Garza v. Exxon Corp.

Decision Date23 July 1980
Docket NumberNo. 16332,16332
Citation604 S.W.2d 385
PartiesLucia J. GARZA et vir., Appellants, v. EXXON CORPORATION, Appellee.
CourtTexas Court of Appeals
OPINION

KLINGEMAN, Justice.

This is an easement case. Exxon Corporation brought suit for temporary and permanent injunction to enjoin Lucia J. Garza and husband, Delfino Garza, from interfering with its enjoyment of a roadway easement which Exxon claims was granted to it by appellants in 1960. Trial on the permanent injunction was to the court and after hearing evidence the trial court entered judgment granting to Exxon the permanent injunction prayed for. This appeal is from the judgment granting that permanent injunction.

By ten points of error, appellants assert that the trial court erred in (a) entering judgment that appellee had a valid easement as the evidence is legally or factually insufficient to support such a holding; (b) entering judgment for appellee because the property description is insufficient as a matter of law and does not meet the requirements of the statute of frauds; (c) admitting into testimony certain objected to testimony and documentary evidence; (d) changing the property description in the judgment by adding certain additional descriptive words; (e) entering judgment granting an injunction because there was no competent evidence as to any injury or damages; and (f) admitting into evidence the testimony of a witness given at the hearing on the temporary injunction over objection by appellant. Appellee asserts that the judgment is correct because (a) the property description is sufficient; (b) there is sufficient evidence to support the trial court findings here objected to; and (c) it is entitled to the judgment rendered under the doctrine of estoppel in pais.

We first consider appellants' point of error that the trial court erred in admitting into evidence testimony of Allen Cecil who testified at the hearing on the temporary injunction but was not present in the court at the hearing on the permanent injunction. The attorney for appellee offered to read into evidence Cecil's testimony taken at the hearing on the temporary injunction. Appellants objected on the ground that it was hearsay, that there was no proper predicate and, particularly, that there was no proof of the unavailability of the witness. At such time appellee's attorney argued that the testimony was admissible because there had been an opportunity for cross-examination at the hearing for temporary injunction and further stated that the witness was not there and that he thought the witness had been transferred to Midland, Texas. Such comments by the attorney are the only purported evidence in the record regarding the unavailability of such witness. The court then, over appellants' objections, permitted the testimony to be read into the record by appellee's attorney. Under the record, the trial court erred in allowing the introduction into evidence of the testimony adduced at the hearing on the temporary injunction.
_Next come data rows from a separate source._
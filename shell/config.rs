/* This Source Code Form is subject to the terms of the Mozilla Public
 * License, v. 2.0. If a copy of the MPL was not distributed with this
 * file, You can obtain one at https://mozilla.org/MPL/2.0/. */

//! Router configuration: a TOML file plus `SCHEMESHELL_*` environment
//! overrides.

use std::path::{Path, PathBuf};
use std::time::Duration;
use std::{env, fs};

use log::warn;
use register_protocol::ResponseKind;
use serde::Deserialize;

use crate::runtime::protocols::router::RouterOptions;
use crate::runtime::protocols::upstream::UpstreamOptions;

pub const ENV_CONFIG: &str = "SCHEMESHELL_CONFIG";
pub const ENV_MAX_REDIRECTS: &str = "SCHEMESHELL_MAX_REDIRECTS";
pub const ENV_UPSTREAM_TIMEOUT_MS: &str = "SCHEMESHELL_UPSTREAM_TIMEOUT_MS";

#[derive(Debug, thiserror::Error)]
pub enum ConfigError {
    #[error("failed to read {}: {source}", path.display())]
    Read {
        path: PathBuf,
        source: std::io::Error,
    },
    #[error("failed to parse router config: {0}")]
    Parse(#[from] toml::de::Error),
    #[error("route '{scheme}': {reason}")]
    InvalidRoute { scheme: String, reason: String },
}

#[derive(Debug, Clone, PartialEq, Deserialize)]
#[serde(default, deny_unknown_fields)]
pub struct RouterConfig {
    pub max_redirects: usize,
    pub upstream_timeout_ms: u64,
    pub user_agent: Option<String>,
    pub system_proxy: bool,
    #[serde(rename = "route")]
    pub routes: Vec<RouteConfig>,
}

impl Default for RouterConfig {
    fn default() -> Self {
        let upstream = UpstreamOptions::default();
        Self {
            max_redirects: upstream.max_redirects,
            upstream_timeout_ms: upstream.timeout.as_millis() as u64,
            user_agent: None,
            system_proxy: upstream.system_proxy,
            routes: Vec::new(),
        }
    }
}

#[derive(Debug, Clone, Copy, PartialEq, Eq, Default, Deserialize)]
#[serde(rename_all = "lowercase")]
pub enum RouteMode {
    #[default]
    Register,
    Intercept,
}

#[derive(Debug, Clone, Copy, PartialEq, Eq, Deserialize)]
#[serde(rename_all = "lowercase")]
pub enum RouteKind {
    String,
    Buffer,
    File,
    Http,
    Stream,
}

impl From<RouteKind> for ResponseKind {
    fn from(kind: RouteKind) -> Self {
        match kind {
            RouteKind::String => Self::String,
            RouteKind::Buffer => Self::Buffer,
            RouteKind::File => Self::File,
            RouteKind::Http => Self::Http,
            RouteKind::Stream => Self::Stream,
        }
    }
}

#[derive(Debug, Clone, PartialEq, Eq, Deserialize)]
#[serde(deny_unknown_fields)]
pub struct RouteConfig {
    pub scheme: String,
    #[serde(default)]
    pub mode: RouteMode,
    pub kind: RouteKind,
    pub body: Option<String>,
    pub mime_type: Option<String>,
    pub path: Option<PathBuf>,
    pub root: Option<PathBuf>,
    pub upstream: Option<String>,
}

impl RouterConfig {
    pub fn from_toml_str(text: &str) -> Result<Self, ConfigError> {
        Ok(toml::from_str(text)?)
    }

    /// Reads `path`; relative route paths resolve against its directory.
    pub fn load(path: &Path) -> Result<Self, ConfigError> {
        let text = fs::read_to_string(path).map_err(|source| ConfigError::Read {
            path: path.to_path_buf(),
            source,
        })?;
        let mut config = Self::from_toml_str(&text)?;
        if let Some(base) = path.parent() {
            config.resolve_relative_paths(base);
        }
        Ok(config)
    }

    /// Config from `path`, else `$SCHEMESHELL_CONFIG`, else defaults; then
    /// environment overrides.
    pub fn discover(path: Option<&Path>) -> Result<Self, ConfigError> {
        let from_env = env::var_os(ENV_CONFIG).map(PathBuf::from);
        let mut config = match path.map(Path::to_path_buf).or(from_env) {
            Some(path) => Self::load(&path)?,
            None => Self::default(),
        };
        config.apply_env_overrides();
        Ok(config)
    }

    pub fn apply_env_overrides(&mut self) {
        if let Some(value) = env_number(ENV_MAX_REDIRECTS) {
            self.max_redirects = value as usize;
        }
        if let Some(value) = env_number(ENV_UPSTREAM_TIMEOUT_MS) {
            self.upstream_timeout_ms = value;
        }
    }

    pub fn router_options(&self) -> RouterOptions {
        let mut upstream = UpstreamOptions {
            timeout: Duration::from_millis(self.upstream_timeout_ms),
            max_redirects: self.max_redirects,
            system_proxy: self.system_proxy,
            ..UpstreamOptions::default()
        };
        if let Some(user_agent) = &self.user_agent {
            upstream.user_agent = user_agent.clone();
        }
        RouterOptions {
            max_redirects: self.max_redirects,
            upstream,
        }
    }

    fn resolve_relative_paths(&mut self, base: &Path) {
        for route in &mut self.routes {
            for path in [&mut route.root, &mut route.path].into_iter().flatten() {
                if path.is_relative() {
                    *path = base.join(&*path);
                }
            }
        }
    }
}

fn env_number(key: &str) -> Option<u64> {
    let value = env::var(key).ok()?;
    match value.trim().parse() {
        Ok(number) => Some(number),
        Err(_) => {
            warn!("{key} invalid ('{value}'); keeping configured value");
            None
        }
    }
}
The correct rule is set forth in White v. Hall, 525 S.W.2d 860 (Tex.1975), as follows:

Former testimony is not admissible if a witness is available at the subsequent trial. The party offering the former testimony must therefore prove unavailability, which means in Texas 'that the witness is dead, or that he has become insane, or is physically unable to testify, or is beyond the jurisdiction of the court, or that his whereabouts is unknown and that diligent search has been made to ascertain where he is, or that he has been kept away from the trial by the adverse party.' (Citations omitted)

525 S.W.2d at 862. Other cases in point are White v. Natural Gas Pipeline Co. of America, 444 S.W.2d 298, 302 (Tex.1969); Houston Fire & Casualty Ins. Co. v. Brittain, 402 S.W.2d 509, 510 (Tex.1966); Hutcherson v. M & G Land Development Corp., 590 S.W.2d 520, 521 (Tex.Civ.App.-San Antonio 1979, no writ); Continental Oil Co. v. P. P. G. Industries...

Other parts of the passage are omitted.